Mastriano Revealed ‘Alarming’ Views On Climate And Religion In 2018
In Pennsylvania, Democratic State Attorney General Josh Shapiro — who is hoping to be the Keystone State’s next governor — has been running two types of campaign ads. The first type lays out the things that Shapiro would like to do if he succeeds Gov. Tom Wolf in 2023; the second type paints his Republican opponent, State Sen. Doug Mastriano, as a dangerous extremist who is way out of the mainstream. And Mastriano, a far-right Christian nationalist and conspiracy theorist who falsely claims the 2020 presidential election was stolen from Donald Trump, has given the Shapiro campaign a great deal of material to work with.
Journalist Tim Dickinson, in an article published by Rolling Stone, describes a radio interview that Mastriano gave in 2018 — an interview that, according to Dickinson, vividly illustrates why Mastriano is such a disturbing candidate.
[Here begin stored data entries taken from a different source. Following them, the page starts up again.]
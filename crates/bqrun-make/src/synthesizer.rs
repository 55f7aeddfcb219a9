//! Makefile rule synthesis
//!
//! Projects a resolved graph into make rules:
//! - one rule per origin whose target is the origin's completion marker and
//!   whose prerequisites are the script plus the markers it waits for
//! - an `all` rule over every marker
//! - a `clean` rule removing the marker directory
//!
//! Each origin rule pipes the script into the query command and then touches
//! its marker. make stops a recipe at the first failing line, so a failed
//! query leaves no marker and the origin is retried on the next run.

use std::collections::{BTreeMap, BTreeSet};
use std::io::Write;
use std::path::{Path, PathBuf};

use bqrun_core::Config;
use bqrun_dag::ResolvedGraph;
use minijinja::{context, Environment};
use serde::Serialize;
use tracing::{debug, info};

use crate::marker::MarkerNamespace;
use crate::merge::merge_generated;

/// Target building every origin
pub const BUILD_TARGET: &str = "all";

/// Target removing every completion marker
pub const RESET_TARGET: &str = "clean";

const TEMPLATE_NAME: &str = "Makefile";

const TEMPLATE: &str = "\
.PHONY: all clean
all: {{ markers | join(\" \") }}

{% for dir in marker_dirs -%}
{{ dir }}:
\tmkdir -p $@

{% endfor -%}
{% for rule in rules -%}
{{ rule.marker }}: {{ rule.prerequisites | join(\" \") }} | {{ rule.marker_dir }}
\tcat {{ rule.source }} | {{ query_command }}
\ttouch $@

{% endfor -%}
clean:
\trm -rf {{ marker_dir }}
";

/// Rule synthesis errors
#[derive(Debug, thiserror::Error)]
pub enum SynthesisError {
    #[error("template error: {0}")]
    Template(#[from] minijinja::Error),

    #[error("origins {first} and {second} share the completion marker {marker}")]
    MarkerCollision {
        marker: String,
        first: String,
        second: String,
    },

    #[error("failed to write {}: {source}", .path.display())]
    Io {
        path: PathBuf,
        source: std::io::Error,
    },
}

#[derive(Debug, Serialize)]
struct Rule {
    marker: String,
    marker_dir: String,
    source: String,
    prerequisites: Vec<String>,
}

/// Renders build rules for a resolved graph
#[derive(Debug, Clone)]
pub struct RuleSynthesizer {
    markers: MarkerNamespace,
    query_command: String,
}

impl RuleSynthesizer {
    pub fn new(markers: MarkerNamespace, query_command: impl Into<String>) -> Self {
        Self {
            markers,
            query_command: query_command.into(),
        }
    }

    pub fn from_config(config: &Config) -> Self {
        Self::new(
            MarkerNamespace::new(config.marker_dir.as_str()),
            config.query_command.as_str(),
        )
    }

    pub fn markers(&self) -> &MarkerNamespace {
        &self.markers
    }

    /// Build rule text for every origin of `graph`, sorted by origin
    pub fn emit(&self, graph: &ResolvedGraph) -> Result<String, SynthesisError> {
        let mut rules = Vec::with_capacity(graph.len());
        let mut owners: BTreeMap<String, &str> = BTreeMap::new();

        for origin in graph.origins() {
            let mut waits_for: Vec<String> = graph
                .prerequisites(origin)
                .into_iter()
                .flatten()
                .map(|dep| self.markers.marker(dep))
                .collect();
            waits_for.sort();

            let mut prerequisites = Vec::with_capacity(waits_for.len() + 1);
            prerequisites.push(origin.clone());
            prerequisites.extend(waits_for);

            let marker = self.markers.marker(origin);
            if let Some(first) = owners.insert(marker.clone(), origin.as_str()) {
                return Err(SynthesisError::MarkerCollision {
                    marker,
                    first: first.to_string(),
                    second: origin.clone(),
                });
            }

            debug!(origin = %origin, ?prerequisites, "rule");
            rules.push(Rule {
                marker,
                marker_dir: self.markers.marker_dir(origin),
                source: origin.clone(),
                prerequisites,
            });
        }

        let markers: Vec<&str> = owners.keys().map(String::as_str).collect();
        let marker_dirs: BTreeSet<&str> = rules.iter().map(|r| r.marker_dir.as_str()).collect();

        let mut env = Environment::new();
        env.set_keep_trailing_newline(true);
        env.add_template(TEMPLATE_NAME, TEMPLATE)?;

        let rendered = env.get_template(TEMPLATE_NAME)?.render(context! {
            markers => &markers,
            marker_dir => self.markers.root(),
            marker_dirs => &marker_dirs,
            rules => &rules,
            query_command => &self.query_command,
        })?;

        Ok(rendered)
    }

    /// Write the rules to `sink`
    pub fn write_to(&self, graph: &ResolvedGraph, sink: &mut impl Write) -> Result<(), SynthesisError> {
        let text = self.emit(graph)?;
        sink.write_all(text.as_bytes())
            .map_err(|source| SynthesisError::Io {
                path: PathBuf::from("<sink>"),
                source,
            })
    }

    /// Regenerate the rules below `sentinel` in `path`, keeping anything
    /// written above it. A missing file is created.
    pub fn merge_into_file(
        &self,
        graph: &ResolvedGraph,
        path: &Path,
        sentinel: &str,
    ) -> Result<(), SynthesisError> {
        let existing = match std::fs::read_to_string(path) {
            Ok(text) => text,
            Err(e) if e.kind() == std::io::ErrorKind::NotFound => String::new(),
            Err(source) => {
                return Err(SynthesisError::Io {
                    path: path.to_path_buf(),
                    source,
                })
            }
        };

        let merged = merge_generated(&existing, sentinel, &self.emit(graph)?);
        std::fs::write(path, merged).map_err(|source| SynthesisError::Io {
            path: path.to_path_buf(),
            source,
        })?;

        info!(path = %path.display(), origins = graph.len(), "wrote build rules");
        Ok(())
    }
}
“No one would mistake Doug Mastriano — the Trump-endorsed candidate for governor in Pennsylvania — for a moderate,” Dickinson explains. “He tried to overturn Joe Biden’s 2020 election victory, participated in the events of January 6 — where he was slated to be a speaker — and has endorsed a no-exceptions abortion ban, dismissing the notion of ‘my body, my choice’ as ‘ridiculous nonsense.’ But in a radio interview in 2018, the former Army colonel let the mask slip all the way down, revealing himself as an extremist who would block equality for LGBTQ+ couples, who denies global warming, and who believes Islam is ‘not compatible’ with the United States Constitution.”
Dickinson continues, “Mastriano made the extreme remarks during an interview in February 2018, as he announced a campaign for U.S. Congress. Mastriano spoke to hosts for WEEO News Talk 103.7, a conservative FM channel with a studio in Chambersburg, Pennsylvania, near the Maryland border.”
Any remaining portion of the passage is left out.